▶ **ASSIGNMENT**: Start to finish, return the listing exactly as written.

==============================

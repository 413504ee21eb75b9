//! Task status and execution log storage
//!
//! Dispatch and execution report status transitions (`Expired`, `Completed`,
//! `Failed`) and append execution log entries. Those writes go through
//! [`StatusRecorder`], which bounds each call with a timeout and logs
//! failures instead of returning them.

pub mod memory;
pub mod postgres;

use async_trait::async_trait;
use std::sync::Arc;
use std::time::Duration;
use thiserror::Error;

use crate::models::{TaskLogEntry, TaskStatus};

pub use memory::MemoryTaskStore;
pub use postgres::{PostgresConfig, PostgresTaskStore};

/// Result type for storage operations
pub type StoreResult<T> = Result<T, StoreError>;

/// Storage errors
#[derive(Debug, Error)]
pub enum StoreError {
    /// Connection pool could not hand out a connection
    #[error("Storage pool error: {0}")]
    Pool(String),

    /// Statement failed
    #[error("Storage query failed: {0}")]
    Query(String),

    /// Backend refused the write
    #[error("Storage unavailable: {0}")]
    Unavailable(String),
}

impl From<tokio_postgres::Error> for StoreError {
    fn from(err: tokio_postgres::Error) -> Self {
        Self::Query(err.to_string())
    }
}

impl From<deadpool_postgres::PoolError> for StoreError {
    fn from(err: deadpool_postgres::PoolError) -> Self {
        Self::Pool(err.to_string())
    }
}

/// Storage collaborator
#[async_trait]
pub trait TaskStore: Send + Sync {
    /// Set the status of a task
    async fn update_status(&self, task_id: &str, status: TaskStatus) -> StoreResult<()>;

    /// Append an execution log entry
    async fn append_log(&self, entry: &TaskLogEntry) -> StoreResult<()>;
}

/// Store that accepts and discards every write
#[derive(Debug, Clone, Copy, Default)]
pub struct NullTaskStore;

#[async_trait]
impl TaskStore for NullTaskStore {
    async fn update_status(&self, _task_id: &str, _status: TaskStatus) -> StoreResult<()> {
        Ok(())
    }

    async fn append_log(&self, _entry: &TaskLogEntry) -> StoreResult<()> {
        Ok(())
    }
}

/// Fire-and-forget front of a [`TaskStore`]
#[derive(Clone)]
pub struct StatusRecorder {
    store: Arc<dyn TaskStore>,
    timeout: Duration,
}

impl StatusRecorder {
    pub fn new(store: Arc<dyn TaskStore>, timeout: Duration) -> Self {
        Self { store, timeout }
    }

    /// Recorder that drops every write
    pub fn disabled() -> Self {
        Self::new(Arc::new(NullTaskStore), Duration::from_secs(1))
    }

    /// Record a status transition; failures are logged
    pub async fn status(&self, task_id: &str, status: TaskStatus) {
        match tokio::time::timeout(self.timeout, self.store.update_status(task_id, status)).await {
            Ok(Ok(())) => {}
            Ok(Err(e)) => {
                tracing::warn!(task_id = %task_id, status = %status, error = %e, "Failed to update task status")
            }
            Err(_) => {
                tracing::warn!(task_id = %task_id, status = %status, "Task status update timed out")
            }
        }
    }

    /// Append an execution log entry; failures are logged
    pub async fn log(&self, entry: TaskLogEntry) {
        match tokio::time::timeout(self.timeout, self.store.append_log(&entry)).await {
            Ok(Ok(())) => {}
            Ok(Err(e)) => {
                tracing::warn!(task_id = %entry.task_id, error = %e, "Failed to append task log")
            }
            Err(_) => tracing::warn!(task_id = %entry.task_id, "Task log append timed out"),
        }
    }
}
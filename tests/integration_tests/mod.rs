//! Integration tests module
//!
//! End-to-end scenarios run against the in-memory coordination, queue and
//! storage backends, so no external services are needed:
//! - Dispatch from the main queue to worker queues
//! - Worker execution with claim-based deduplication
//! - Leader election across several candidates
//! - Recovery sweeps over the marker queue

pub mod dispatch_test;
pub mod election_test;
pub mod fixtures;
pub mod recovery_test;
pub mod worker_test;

==============================

▶ **RESULT**:
repository 413504ee21eb75b9
//! Task status and execution log storage
//!
//! Dispatch and execution report status transitions (`Expired`, `Completed`,
//! `Failed`) and append execution log entries. Those writes go through
//! [`StatusRecorder`], which bounds each call with a timeout and logs
//! failures instead of returning them.

pub mod memory;
pub mod postgres;

use async_trait::async_trait;
use std::sync::Arc;
use std::time::Duration;
use thiserror::Error;

use crate::models::{TaskLogEntry, TaskStatus};

pub use memory::MemoryTaskStore;
pub use postgres::{PostgresConfig, PostgresTaskStore};

/// Result type for storage operations
pub type StoreResult<T> = Result<T, StoreError>;

/// Storage errors
#[derive(Debug, Error)]
pub enum StoreError {
    /// Connection pool could not hand out a connection
    #[error("Storage pool error: {0}")]
    Pool(String),

    /// Statement failed
    #[error("Storage query failed: {0}")]
    Query(String),

    /// Backend refused the write
    #[error("Storage unavailable: {0}")]
    Unavailable(String),
}

impl From<tokio_postgres::Error> for StoreError {
    fn from(err: tokio_postgres::Error) -> Self {
        Self::Query(err.to_string())
    }
}

impl From<deadpool_postgres::PoolError> for StoreError {
    fn from(err: deadpool_postgres::PoolError) -> Self {
        Self::Pool(err.to_string())
    }
}

/// Storage collaborator
#[async_trait]
pub trait TaskStore: Send + Sync {
    /// Set the status of a task
    async fn update_status(&self, task_id: &str, status: TaskStatus) -> StoreResult<()>;

    /// Append an execution log entry
    async fn append_log(&self, entry: &TaskLogEntry) -> StoreResult<()>;
}

/// Store that accepts and discards every write
#[derive(Debug, Clone, Copy, Default)]
pub struct NullTaskStore;

#[async_trait]
impl TaskStore for NullTaskStore {
    async fn update_status(&self, _task_id: &str, _status: TaskStatus) -> StoreResult<()> {
        Ok(())
    }

    async fn append_log(&self, _entry: &TaskLogEntry) -> StoreResult<()> {
        Ok(())
    }
}

/// Fire-and-forget front of a [`TaskStore`]
#[derive(Clone)]
pub struct StatusRecorder {
    store: Arc<dyn TaskStore>,
    timeout: Duration,
}

impl StatusRecorder {
    pub fn new(store: Arc<dyn TaskStore>, timeout: Duration) -> Self {
        Self { store, timeout }
    }

    /// Recorder that drops every write
    pub fn disabled() -> Self {
        Self::new(Arc::new(NullTaskStore), Duration::from_secs(1))
    }

    /// Record a status transition; failures are logged
    pub async fn status(&self, task_id: &str, status: TaskStatus) {
        match tokio::time::timeout(self.timeout, self.store.update_status(task_id, status)).await {
            Ok(Ok(())) => {}
            Ok(Err(e)) => {
                tracing::warn!(task_id = %task_id, status = %status, error = %e, "Failed to update task status")
            }
            Err(_) => {
                tracing::warn!(task_id = %task_id, status = %status, "Task status update timed out")
            }
        }
    }

    /// Append an execution log entry; failures are logged
    pub async fn log(&self, entry: TaskLogEntry) {
        match tokio::time::timeout(self.timeout, self.store.append_log(&entry)).await {
            Ok(Ok(())) => {}
            Ok(Err(e)) => {
                tracing::warn!(task_id = %entry.task_id, error = %e, "Failed to append task log")
            }
            Err(_) => tracing::warn!(task_id = %entry.task_id, "Task log append timed out"),
        }
    }
}
filename tests/integration_tests/mod.rs
//! Integration tests module
//!
//! End-to-end scenarios run against the in-memory coordination, queue and
//! storage backends, so no external services are needed:
//! - Dispatch from the main queue to worker queues
//! - Worker execution with claim-based deduplication
//! - Leader election across several candidates
//! - Recovery sweeps over the marker queue

pub mod dispatch_test;
pub mod election_test;
pub mod fixtures;
pub mod recovery_test;
pub mod worker_test;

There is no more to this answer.